• [To do] Check each line of the entries below for the string "Number"; copy every line where it appears.

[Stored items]
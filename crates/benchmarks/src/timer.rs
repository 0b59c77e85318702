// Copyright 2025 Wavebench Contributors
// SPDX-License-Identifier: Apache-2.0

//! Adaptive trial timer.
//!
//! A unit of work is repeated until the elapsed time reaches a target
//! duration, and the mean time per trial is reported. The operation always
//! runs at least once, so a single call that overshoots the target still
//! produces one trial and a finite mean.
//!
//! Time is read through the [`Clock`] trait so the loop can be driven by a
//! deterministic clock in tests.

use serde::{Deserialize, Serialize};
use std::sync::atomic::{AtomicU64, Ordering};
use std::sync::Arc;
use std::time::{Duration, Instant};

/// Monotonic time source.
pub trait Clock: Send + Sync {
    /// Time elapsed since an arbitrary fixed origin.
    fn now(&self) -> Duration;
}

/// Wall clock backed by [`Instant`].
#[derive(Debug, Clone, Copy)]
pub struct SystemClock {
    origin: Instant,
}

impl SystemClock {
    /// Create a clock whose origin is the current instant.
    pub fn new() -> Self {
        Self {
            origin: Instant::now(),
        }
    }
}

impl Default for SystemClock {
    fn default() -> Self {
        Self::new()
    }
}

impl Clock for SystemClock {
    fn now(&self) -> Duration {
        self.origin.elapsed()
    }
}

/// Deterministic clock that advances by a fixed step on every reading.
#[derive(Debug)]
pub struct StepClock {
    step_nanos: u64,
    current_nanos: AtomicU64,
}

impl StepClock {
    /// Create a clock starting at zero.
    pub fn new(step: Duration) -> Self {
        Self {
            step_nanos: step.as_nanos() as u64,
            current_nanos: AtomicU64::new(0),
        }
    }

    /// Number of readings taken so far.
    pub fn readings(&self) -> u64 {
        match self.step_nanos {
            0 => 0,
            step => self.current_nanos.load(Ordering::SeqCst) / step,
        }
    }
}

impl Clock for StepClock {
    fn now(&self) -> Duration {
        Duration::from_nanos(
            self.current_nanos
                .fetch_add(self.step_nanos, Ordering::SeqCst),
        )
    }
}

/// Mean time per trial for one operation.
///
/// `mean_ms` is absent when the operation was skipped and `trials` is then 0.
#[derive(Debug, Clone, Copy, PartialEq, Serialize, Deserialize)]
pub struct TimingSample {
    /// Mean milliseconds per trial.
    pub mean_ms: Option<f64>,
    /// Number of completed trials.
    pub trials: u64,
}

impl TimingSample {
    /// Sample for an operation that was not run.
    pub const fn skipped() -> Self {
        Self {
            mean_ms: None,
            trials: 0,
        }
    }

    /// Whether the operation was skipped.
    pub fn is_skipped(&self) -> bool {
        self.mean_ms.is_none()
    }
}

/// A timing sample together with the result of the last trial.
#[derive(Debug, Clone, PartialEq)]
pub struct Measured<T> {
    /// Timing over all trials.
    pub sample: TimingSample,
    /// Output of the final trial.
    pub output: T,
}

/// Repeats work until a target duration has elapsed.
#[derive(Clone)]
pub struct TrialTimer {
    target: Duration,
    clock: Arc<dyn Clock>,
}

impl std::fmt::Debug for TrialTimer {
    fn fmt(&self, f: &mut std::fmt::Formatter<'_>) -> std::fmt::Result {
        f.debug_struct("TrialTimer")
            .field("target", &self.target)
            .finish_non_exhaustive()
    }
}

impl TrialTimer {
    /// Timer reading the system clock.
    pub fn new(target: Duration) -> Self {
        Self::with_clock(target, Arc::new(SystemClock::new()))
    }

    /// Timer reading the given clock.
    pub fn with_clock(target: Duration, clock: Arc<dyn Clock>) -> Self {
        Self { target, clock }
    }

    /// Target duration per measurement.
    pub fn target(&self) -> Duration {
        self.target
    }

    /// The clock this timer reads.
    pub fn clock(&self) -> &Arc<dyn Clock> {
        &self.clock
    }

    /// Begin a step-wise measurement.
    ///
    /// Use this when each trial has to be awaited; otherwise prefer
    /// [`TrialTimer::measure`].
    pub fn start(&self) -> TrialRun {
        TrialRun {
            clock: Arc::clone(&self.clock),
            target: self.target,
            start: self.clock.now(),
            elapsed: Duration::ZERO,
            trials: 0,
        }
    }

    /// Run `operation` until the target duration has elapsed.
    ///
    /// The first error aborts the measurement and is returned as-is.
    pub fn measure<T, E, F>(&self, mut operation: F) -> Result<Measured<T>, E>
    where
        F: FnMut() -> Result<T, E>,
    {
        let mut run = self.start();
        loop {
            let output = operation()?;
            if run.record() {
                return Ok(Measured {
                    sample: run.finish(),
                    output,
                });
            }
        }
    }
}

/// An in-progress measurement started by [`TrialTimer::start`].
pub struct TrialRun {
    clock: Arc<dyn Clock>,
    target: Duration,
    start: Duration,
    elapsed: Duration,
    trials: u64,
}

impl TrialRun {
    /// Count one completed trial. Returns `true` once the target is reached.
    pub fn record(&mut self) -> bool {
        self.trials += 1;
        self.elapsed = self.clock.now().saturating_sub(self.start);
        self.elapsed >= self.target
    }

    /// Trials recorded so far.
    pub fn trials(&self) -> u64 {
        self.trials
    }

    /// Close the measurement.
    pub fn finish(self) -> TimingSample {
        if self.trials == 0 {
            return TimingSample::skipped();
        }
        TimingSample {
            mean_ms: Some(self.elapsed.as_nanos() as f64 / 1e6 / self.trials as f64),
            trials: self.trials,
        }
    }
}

• [Output for this task]
    /// Number of readings taken so far.
    /// Number of completed trials.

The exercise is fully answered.